Ischemic brain injury includes primary injury during ischemia and secondary injury during reperfusion.
When the hypoperfused brain tissue gets blood supply again, the ischemic injury does not alleviate and further aggravates, and even more serious consequences such as nerve cell death and fatal cerebral edema appear.
This phenomenon is called cerebral ischemia‐reperfusion injury (CIRI).
CIRI can be secondary to various surgical traumas during the perioperative period, such as cardiopulmonary cerebral resuscitation, neurosurgery, cardiopulmonary bypass, and intraoperative hypotension caused by insufficient cerebral perfusion, which may lead to long‐term learning, memory, and cognitive dysfunction.
For primary ischemic injury, thrombolytic treatment can be given in the therapeutic time window clinically to timely restore blood supply,
but for secondary CIRI, the current clinical treatment and curative effect are far from expected.
Therefore, the pathogenesis and prevention measures of perioperative CIRI have become a scientific problem to be solved urgently.

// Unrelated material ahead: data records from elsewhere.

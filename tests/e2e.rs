//! End-to-end integration tests for hdf2tif.
//!
//! A real HEG/GDAL install is not assumed: the external tools are replaced
//! by generated shell scripts that mimic their observable behaviour —
//! hegtool drops a `HegHdr.hdr` into its cwd, resample consumes the `-p`
//! parameter file and creates the output plus its `.met` sidecar, gdalwarp
//! copies input to output. The scripts capture what they were given so the
//! tests can assert on the exact parameter text and arguments.
//!
//! Run with:
//!   cargo test --test e2e -- --nocapture

#![cfg(unix)]

use hdf2tif::{convert, convert_to, inspect, ConversionConfig, Hdf2TifError};
use std::path::{Path, PathBuf};
use tempfile::TempDir;

// ── Test helpers ─────────────────────────────────────────────────────────────

const SAMPLE_HEADER: &str = "\
HDF_FILENAME = /data/MOD13Q1.A2017145.h13v10.hdf
INPUT_SHORTNAME = MOD13Q1
GRID_NAMES = MODIS_Grid_16DAY_250m_500m_VI,
GRID_UL_CORNER_LATLON = 9.999999 -59.978479
GRID_LR_CORNER_LATLON = -0.000000 -49.990909
";

/// Write an executable shell script into `dir`.
fn write_script(dir: &Path, name: &str, body: &str) -> PathBuf {
    use std::os::unix::fs::PermissionsExt;

    let path = dir.join(name);
    std::fs::write(&path, format!("#!/bin/sh\n{body}")).unwrap();
    std::fs::set_permissions(&path, std::fs::Permissions::from_mode(0o755)).unwrap();
    path
}

/// A fake hegtool that writes `header` (plus a log file) into its cwd.
fn fake_hegtool(dir: &Path, header: &str) -> PathBuf {
    write_script(
        dir,
        "hegtool",
        &format!("cat > HegHdr.hdr <<'EOF'\n{header}EOF\n: > hegtool.log\n"),
    )
}

/// A fake resample that captures the parameter file to `capture`, then
/// creates the output raster, its `.met` sidecar and the usual droppings.
fn fake_resample(dir: &Path, capture: &Path) -> PathBuf {
    write_script(
        dir,
        "resample",
        &format!(
            "cp \"$2\" \"{capture}\"\n\
             out=$(sed -n 's/^OUTPUT_FILENAME = //p' \"$2\")\n\
             printf 'TIF' > \"$out\"\n\
             : > \"$out.met\"\n\
             : > resample.log\n\
             : > filetable.temp_001\n\
             : > GetAttrtemp_001\n",
            capture = capture.display()
        ),
    )
}

/// A fake gdalwarp that records its arguments and writes a recognisable
/// payload into the target path.
fn fake_gdalwarp(dir: &Path, capture: &Path) -> PathBuf {
    write_script(
        dir,
        "gdalwarp",
        &format!(
            "printf '%s\\n' \"$@\" > \"{capture}\"\nprintf 'WARPED' > \"$2\"\n",
            capture = capture.display()
        ),
    )
}

struct Harness {
    dir: TempDir,
    input: PathBuf,
    resample_capture: PathBuf,
    warp_capture: PathBuf,
}

impl Harness {
    fn new(header: &str) -> Self {
        let dir = TempDir::new().unwrap();
        let input = dir.path().join("scene.hdf");
        std::fs::write(&input, "not really hdf").unwrap();
        fake_hegtool(dir.path(), header);
        let resample_capture = dir.path().join("resample_params.txt");
        fake_resample(dir.path(), &resample_capture);
        let warp_capture = dir.path().join("warp_args.txt");
        fake_gdalwarp(dir.path(), &warp_capture);
        Self {
            dir,
            input,
            resample_capture,
            warp_capture,
        }
    }

    fn config(&self) -> hdf2tif::config::ConversionConfigBuilder {
        ConversionConfig::builder()
            .stat_cmd(self.dir.path().join("hegtool"))
            .resample_cmd(self.dir.path().join("resample"))
            .warp_cmd(self.dir.path().join("gdalwarp"))
            .verbose(false)
    }
}

// ── Full pipeline ────────────────────────────────────────────────────────────

#[test]
fn converts_granule_end_to_end() {
    let h = Harness::new(SAMPLE_HEADER);
    let output = h.dir.path().join("scene.tif");

    let config = h.config().band("evi").build().unwrap();
    convert_to(&h.input, &output, &config).expect("conversion should succeed");

    assert!(output.is_file(), "output raster not produced");
    assert!(
        !output.with_file_name("scene.tif.met").exists(),
        ".met sidecar should have been cleaned up"
    );

    let params = std::fs::read_to_string(&h.resample_capture).unwrap();
    let lines: Vec<&str> = params.lines().collect();
    assert_eq!(lines[0], "NUM_RUNS = 1");
    assert_eq!(lines[2], "BEGIN");
    assert_eq!(*lines.last().unwrap(), "END");
    assert!(params.contains("FIELD_NAME = 250m 16 days EVI\n"));
    assert!(params.contains("OBJECT_NAME = MODIS_Grid_16DAY_250m_500m_VI|\n"));
    assert!(params.contains("SPATIAL_SUBSET_UL_CORNER = ( 9.999999 -59.978479 )\n"));
    assert!(params.contains("SPATIAL_SUBSET_LR_CORNER = ( -0.000000 -49.990909 )\n"));
    assert!(params.contains("RESAMPLING_TYPE = BI\n"));
    assert!(params.contains("ELLIPSOID_CODE = WGS84\n"));
    assert!(params.contains(&format!("OUTPUT_FILENAME = {}\n", output.display())));
}

#[test]
fn derives_output_path_next_to_input() {
    let h = Harness::new(SAMPLE_HEADER);

    let config = h.config().band("ndvi").build().unwrap();
    let output = convert(&h.input, &config).expect("conversion should succeed");

    assert_eq!(output, h.dir.path().join("scene.tif"));
    assert!(output.is_file());

    let params = std::fs::read_to_string(&h.resample_capture).unwrap();
    assert!(params.contains("FIELD_NAME = 250m 16 days NDVI\n"));
}

#[test]
fn unknown_band_alias_is_passed_verbatim() {
    let h = Harness::new(SAMPLE_HEADER);
    let output = h.dir.path().join("scene.tif");

    let config = h.config().band("250m 16 days NDVI").build().unwrap();
    convert_to(&h.input, &output, &config).unwrap();

    let params = std::fs::read_to_string(&h.resample_capture).unwrap();
    assert!(params.contains("FIELD_NAME = 250m 16 days NDVI\n"));
}

// ── Warp stage ───────────────────────────────────────────────────────────────

#[test]
fn warp_uppercases_srs_and_replaces_output() {
    let h = Harness::new(SAMPLE_HEADER);
    let output = h.dir.path().join("scene.tif");

    let config = h
        .config()
        .band("ndvi")
        .projection("epsg:32633")
        .build()
        .unwrap();
    convert_to(&h.input, &output, &config).expect("conversion should succeed");

    let args = std::fs::read_to_string(&h.warp_capture).unwrap();
    let args: Vec<&str> = args.lines().collect();
    assert_eq!(args[0], output.display().to_string());
    assert_eq!(args[2], "-t_srs");
    assert_eq!(args[3], "EPSG:32633", "SRS must be upper-cased");

    assert_eq!(
        std::fs::read_to_string(&output).unwrap(),
        "WARPED",
        "output must have been atomically replaced by the warped raster"
    );
    // No staging leftovers next to the output.
    let leftovers: Vec<_> = std::fs::read_dir(h.dir.path())
        .unwrap()
        .flatten()
        .filter(|e| e.file_name().to_string_lossy().contains(".warp"))
        .collect();
    assert!(leftovers.is_empty(), "staging file left behind: {leftovers:?}");
}

#[test]
fn no_projection_means_no_warp_invocation() {
    let h = Harness::new(SAMPLE_HEADER);
    let output = h.dir.path().join("scene.tif");

    let config = h.config().band("ndvi").build().unwrap();
    convert_to(&h.input, &output, &config).unwrap();

    assert!(!h.warp_capture.exists(), "gdalwarp should not have run");
    assert_eq!(std::fs::read_to_string(&output).unwrap(), "TIF");
}

// ── Failure modes ────────────────────────────────────────────────────────────

#[test]
fn stat_failure_aborts_before_resample_runs() {
    let h = Harness::new(SAMPLE_HEADER);
    write_script(h.dir.path(), "hegtool", "exit 3\n");
    let output = h.dir.path().join("scene.tif");

    let config = h.config().band("ndvi").build().unwrap();
    let err = convert_to(&h.input, &output, &config).unwrap_err();

    match err {
        Hdf2TifError::ToolFailed { tool, status } => {
            assert_eq!(tool, "hegtool");
            assert_eq!(status.code(), Some(3));
        }
        other => panic!("expected ToolFailed, got: {other}"),
    }
    assert!(
        !h.resample_capture.exists(),
        "resample must not run after a stat failure"
    );
    assert!(!output.exists());
}

#[test]
fn resample_failure_is_fatal() {
    let h = Harness::new(SAMPLE_HEADER);
    write_script(h.dir.path(), "resample", "exit 2\n");
    let output = h.dir.path().join("scene.tif");

    let config = h.config().band("ndvi").build().unwrap();
    let err = convert_to(&h.input, &output, &config).unwrap_err();
    assert!(matches!(err, Hdf2TifError::ToolFailed { ref tool, .. } if tool == "resample"));
}

#[test]
fn missing_header_field_is_fatal() {
    // Header without GRID_NAMES.
    let h = Harness::new(
        "INPUT_SHORTNAME = MOD13Q1\n\
         GRID_UL_CORNER_LATLON = 9.9 -59.9\n\
         GRID_LR_CORNER_LATLON = -0.0 -49.9\n",
    );
    let output = h.dir.path().join("scene.tif");

    let config = h.config().band("ndvi").build().unwrap();
    let err = convert_to(&h.input, &output, &config).unwrap_err();
    assert!(matches!(
        err,
        Hdf2TifError::MissingHeaderField { ref field } if field == "grid_names"
    ));
    assert!(
        !h.resample_capture.exists(),
        "resample must not run without a complete header"
    );
}

#[test]
fn missing_input_fails_without_tool_invocation() {
    let h = Harness::new(SAMPLE_HEADER);
    // Track hegtool invocations via a marker file.
    let marker = h.dir.path().join("hegtool_ran");
    write_script(
        h.dir.path(),
        "hegtool",
        &format!(": > \"{}\"\n", marker.display()),
    );

    let config = h.config().band("ndvi").build().unwrap();
    let err = convert(h.dir.path().join("absent.hdf"), &config).unwrap_err();

    assert!(matches!(err, Hdf2TifError::FileNotFound { .. }));
    assert!(!marker.exists(), "no tool may run for a missing input");
}

// ── Inspect ──────────────────────────────────────────────────────────────────

#[test]
fn inspect_returns_the_parsed_report() {
    let h = Harness::new(SAMPLE_HEADER);

    let config = h.config().band("ndvi").build().unwrap();
    let report = inspect(&h.input, &config).expect("inspect should succeed");

    assert_eq!(report.get("input_shortname"), Some("MOD13Q1"));
    assert_eq!(
        report.get("grid_names"),
        Some("MODIS_Grid_16DAY_250m_500m_VI,")
    );
    assert!(
        !h.resample_capture.exists(),
        "inspect must not run the resampler"
    );
}

// ── Environment overrides ────────────────────────────────────────────────────

#[test]
fn heg_environment_reaches_the_tools() {
    let h = Harness::new(SAMPLE_HEADER);
    let env_capture = h.dir.path().join("env.txt");
    write_script(
        h.dir.path(),
        "hegtool",
        &format!(
            "printf '%s\\n%s\\n%s\\n' \"$HEGUSER\" \"$MRTDATADIR\" \"$PGSHOME\" > \"{}\"\n\
             cat > HegHdr.hdr <<'EOF'\n{SAMPLE_HEADER}EOF\n",
            env_capture.display()
        ),
    );

    let config = h
        .config()
        .band("ndvi")
        .heg_root("/opt/heg")
        .heg_user("ALICE")
        .build()
        .unwrap();
    inspect(&h.input, &config).unwrap();

    let env = std::fs::read_to_string(&env_capture).unwrap();
    let lines: Vec<&str> = env.lines().collect();
    assert_eq!(lines, vec!["ALICE", "/opt/heg/data", "/opt/heg/TOOLKIT_MTD"]);
    assert!(
        std::env::var("HEGUSER").is_err(),
        "the test process's own environment must stay untouched"
    );
}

It is currently believed that CIRI is not the result of a single influencing factor, but a complex chain reaction of multiple factors, involving oxidative stress, inflammation, mitochondrial damage, intracellular calcium overload, and blood–brain barrier destruction.
These pathogenesis mechanisms act on CIRI individually or in parallel.
A recent study found that inflammation triggered by high mobility group protein 1–induced CIRI through the nuclear factor kappa‐B (NF‐κB) pathway.
In addition, the regulation of oxidative stress on neuroinflammation and vascular response after CIRI has also been verified.
Vitamin E (VE) has always been considered a nutrient closely related to normal reproduction, so it is also called tocopherol.
α‐tocopherol (α‐TOH) is the highest and most active form of VE in the human body.
It plays an important role in the improvement of the respiratory system, the construction of cognitive ability, and the development of the nervous system.
α‐TOH has shown excellent anti‐inflammatory and antioxidant effects on many diseases.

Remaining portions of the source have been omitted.